• [PROBLEM TO SOLVE]
What appears from the first line of the records below through the line containing "if buckets == 0" must be reproduced verbatim.
-- EXERCISE MATERIAL follows --
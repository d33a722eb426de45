//! BucketArray: the fixed-size array of chains that a resize replaces.

use crate::chain::{Chain, Link};
use crate::error::TableError;
use std::collections::TryReserveError;

/// Invariants: `chains.len() > 0`, `len` equals the total number of links,
/// and every link sits in chain `key % chains.len()`.
#[derive(Debug)]
pub(crate) struct BucketArray {
    chains: Vec<Chain>,
    len: usize,
}

impl BucketArray {
    /// Reserve and initialize `buckets` empty chains. Empty chains do not
    /// allocate, so the only fallible step is the array itself.
    pub fn try_with_buckets(buckets: usize) -> Result<Self, TableError> {
        if buckets == 0 {
            return Err(TableError::ZeroBuckets);
        }
        let mut chains = Vec::new();
        chains.try_reserve_exact(buckets)?;
        chains.resize_with(buckets, Chain::new);
        Ok(Self { chains, len: 0 })
    }

    /// Infallible variant for small, known-good sizes; allocation failure
    /// aborts like any other collection.
    pub fn new(buckets: usize) -> Self {
        assert!(buckets > 0, "bucket count must be greater than zero");
        let mut chains = Vec::with_capacity(buckets);
        chains.resize_with(buckets, Chain::new);
        Self { chains, len: 0 }
    }

    #[inline]
    pub fn bucket_count(&self) -> usize {
        self.chains.len()
    }

    #[inline]
    pub fn len(&self) -> usize {
        self.len
    }

    #[inline]
    pub fn bucket_of(&self, key: u64) -> usize {
        // Lossless: the remainder is below `chains.len()`, which fits a usize.
        (key % self.chains.len() as u64) as usize
    }

    #[inline]
    pub fn chain(&self, bucket: usize) -> Option<&Chain> {
        self.chains.get(bucket)
    }

    /// Locate `key`: `(bucket, position, link)`.
    pub fn find(&self, key: u64) -> Option<(usize, usize, Link)> {
        let bucket = self.bucket_of(key);
        let chain = &self.chains[bucket];
        let pos = chain.position(key)?;
        chain.get(pos).map(|l| (bucket, pos, *l))
    }

    /// Reserve room for `key` in its chain; returns the bucket to pass to
    /// [`BucketArray::push_reserved`].
    pub fn reserve_for(&mut self, key: u64) -> Result<usize, TryReserveError> {
        let bucket = self.bucket_of(key);
        self.chains[bucket].try_reserve_one()?;
        Ok(bucket)
    }

    pub fn push_reserved(&mut self, bucket: usize, link: Link) {
        debug_assert_eq!(bucket, self.bucket_of(link.key));
        self.chains[bucket].push(link);
        self.len += 1;
    }

    pub fn try_link(&mut self, link: Link) -> Result<(), TryReserveError> {
        let bucket = self.reserve_for(link.key)?;
        self.push_reserved(bucket, link);
        Ok(())
    }

    pub fn unlink(&mut self, bucket: usize, pos: usize) -> Link {
        let link = self.chains[bucket].remove_at(pos);
        self.len -= 1;
        link
    }

    /// First non-empty bucket at or after `from`.
    pub fn next_occupied(&self, from: usize) -> Option<usize> {
        self.chains
            .get(from..)?
            .iter()
            .position(|c| !c.is_empty())
            .map(|off| from + off)
    }

    /// Every link, bucket by bucket, each chain in order.
    pub fn links(&self) -> impl Iterator<Item = &Link> + '_ {
        self.chains.iter().flat_map(Chain::iter)
    }

    /// Build a `buckets`-wide array holding the same links. `self` is left
    /// untouched whether or not this succeeds.
    pub fn rebuilt(&self, buckets: usize) -> Result<BucketArray, TableError> {
        let mut grown = BucketArray::try_with_buckets(buckets)?;
        for link in self.links() {
            grown.try_link(*link)?;
        }
        debug_assert_eq!(grown.len, self.len);
        Ok(grown)
    }

    pub fn clear(&mut self) {
        for c in &mut self.chains {
            c.clear();
        }
        self.len = 0;
    }

    /// Length of the longest chain and number of empty buckets.
    pub fn occupancy(&self) -> (usize, usize) {
        self.chains.iter().fold((0, 0), |(longest, empty), c| {
            (longest.max(c.len()), empty + usize::from(c.is_empty()))
        })
    }
}
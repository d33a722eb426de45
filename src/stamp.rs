//! Table identity and generation stamps.
//!
//! Every table carries a `Stamp`: a process-unique id plus a generation that
//! advances on each structural mutation. Cursors copy the stamp when they are
//! created (and after their own deletes) and compare it against the table on
//! every operation. A mismatch means the cursor is being used against the
//! wrong table or after an out-of-band mutation, and panics.

use core::sync::atomic::{AtomicU64, Ordering};

static NEXT_TABLE_ID: AtomicU64 = AtomicU64::new(1);

#[derive(Copy, Clone, Debug, Eq, PartialEq)]
pub(crate) struct Stamp {
    table: u64,
    generation: u64,
}

impl Stamp {
    /// Stamp for a newly constructed table.
    pub fn fresh() -> Self {
        Self {
            table: NEXT_TABLE_ID.fetch_add(1, Ordering::Relaxed),
            generation: 0,
        }
    }

    /// Record a structural mutation.
    #[inline]
    pub fn bump(&mut self) {
        self.generation = self.generation.wrapping_add(1);
    }

    #[inline]
    pub fn generation(&self) -> u64 {
        self.generation
    }

    /// Panic unless `self` (held by a cursor) still matches `current` (the
    /// table's stamp).
    #[inline]
    #[track_caller]
    pub fn verify(&self, current: &Stamp) {
        assert!(
            self.table == current.table,
            "cursor used with a table other than the one that created it"
        );
        assert!(
            self.generation == current.generation,
            "cursor used after the table was modified outside the cursor \
             (cursor generation {}, table generation {})",
            self.generation,
            current.generation
        );
    }
}
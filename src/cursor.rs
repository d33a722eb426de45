//! Cursor: an external, deletion-tolerant iterator over a `ChainedTable`.
//!
//! A cursor is plain data: a position plus the stamp of the table that made
//! it. Every operation takes the table as an argument and first checks the
//! stamp, so a cursor used on another table, or after the table was
//! structurally changed by anything other than this cursor's own
//! [`Cursor::delete`], panics instead of reading the wrong entry.
//!
//! Positions follow the table's traversal order: buckets ascending, each
//! chain in insertion order.

use crate::bucket_array::BucketArray;
use crate::chained_table::{ChainedTable, Entry};
use crate::stamp::Stamp;

#[derive(Copy, Clone, Debug, Eq, PartialEq)]
enum Position {
    Exhausted,
    At { bucket: usize, index: usize },
}

/// What a [`Cursor::delete`] left the cursor pointing at.
#[derive(Copy, Clone, Debug, Eq, PartialEq)]
pub enum Advance {
    /// The cursor now denotes the entry that followed the deleted one.
    Advanced,
    /// The deleted entry was the last one; the cursor is past the end.
    Exhausted,
}

/// Result of deleting the entry under a cursor.
#[derive(Debug, Eq, PartialEq)]
pub struct Deletion<V> {
    pub entry: Entry<V>,
    pub advance: Advance,
}

#[derive(Clone, Debug)]
pub struct Cursor {
    position: Position,
    stamp: Stamp,
}

impl Cursor {
    pub(crate) fn start<V>(table: &ChainedTable<V>) -> Self {
        let position = match table.buckets().next_occupied(0) {
            Some(bucket) if !table.is_empty() => Position::At { bucket, index: 0 },
            _ => Position::Exhausted,
        };
        Self {
            position,
            stamp: *table.stamp(),
        }
    }

    /// True once the cursor has run off the end. Unlike
    /// [`Cursor::past_end`] this needs no table.
    pub fn is_exhausted(&self) -> bool {
        self.position == Position::Exhausted
    }

    /// Step to the next entry. Returns `false`, and becomes exhausted, when
    /// there is none.
    #[track_caller]
    pub fn next<V>(&mut self, table: &ChainedTable<V>) -> bool {
        self.stamp.verify(table.stamp());
        self.step(table.buckets())
    }

    #[track_caller]
    pub fn past_end<V>(&self, table: &ChainedTable<V>) -> bool {
        self.stamp.verify(table.stamp());
        table.is_empty() || self.is_exhausted()
    }

    /// The entry under the cursor, or `None` past the end.
    #[track_caller]
    pub fn get<'t, V>(&self, table: &'t ChainedTable<V>) -> Option<(u64, &'t V)> {
        if self.past_end(table) {
            return None;
        }
        let Position::At { bucket, index } = self.position else {
            return None;
        };
        let link = table.buckets().chain(bucket)?.get(index)?;
        Some((link.key, table.value_of(link)))
    }

    /// Remove the entry under the cursor and move to the one after it.
    ///
    /// The cursor advances before the removal happens, and the removal looks
    /// the captured key up again instead of reusing the position. If the
    /// cursor stayed in the same chain it sits just past the removed link, so
    /// its index is shifted down to follow the survivors.
    ///
    /// Returns `None`, changing nothing, if the cursor is past the end.
    #[track_caller]
    pub fn delete<V>(&mut self, table: &mut ChainedTable<V>) -> Option<Deletion<V>> {
        let (key, _) = self.get(table)?;

        let advance = if self.step(table.buckets()) {
            Advance::Advanced
        } else {
            Advance::Exhausted
        };

        let (entry, bucket, pos) = table
            .remove_located(key)
            .expect("entry under a valid cursor must be removable");
        debug_assert_eq!(entry.key, key);

        if let Position::At { bucket: b, index } = &mut self.position {
            if *b == bucket && *index > pos {
                *index -= 1;
            }
        }
        self.stamp = *table.stamp();

        Some(Deletion { entry, advance })
    }

    fn step(&mut self, buckets: &BucketArray) -> bool {
        let Position::At { bucket, index } = self.position else {
            return false;
        };
        if buckets.len() == 0 {
            self.position = Position::Exhausted;
            return false;
        }
        let chain_len = buckets.chain(bucket).map_or(0, |c| c.len());
        if index + 1 < chain_len {
            self.position = Position::At {
                bucket,
                index: index + 1,
            };
            return true;
        }
        match buckets.next_occupied(bucket + 1) {
            Some(next) => {
                self.position = Position::At {
                    bucket: next,
                    index: 0,
                };
                true
            }
            None => {
                self.position = Position::Exhausted;
                false
            }
        }
    }
}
-- EXERCISE MATERIAL concluded --
• [YOUR RESPONSE]
repository d33a722eb426de45
//! BucketArray: the fixed-size array of chains that a resize replaces.

use crate::chain::{Chain, Link};
use crate::error::TableError;
use std::collections::TryReserveError;

/// Invariants: `chains.len() > 0`, `len` equals the total number of links,
/// and every link sits in chain `key % chains.len()`.
#[derive(Debug)]
pub(crate) struct BucketArray {
    chains: Vec<Chain>,
    len: usize,
}

impl BucketArray {
    /// Reserve and initialize `buckets` empty chains. Empty chains do not
    /// allocate, so the only fallible step is the array itself.
    pub fn try_with_buckets(buckets: usize) -> Result<Self, TableError> {
        if buckets == 0 {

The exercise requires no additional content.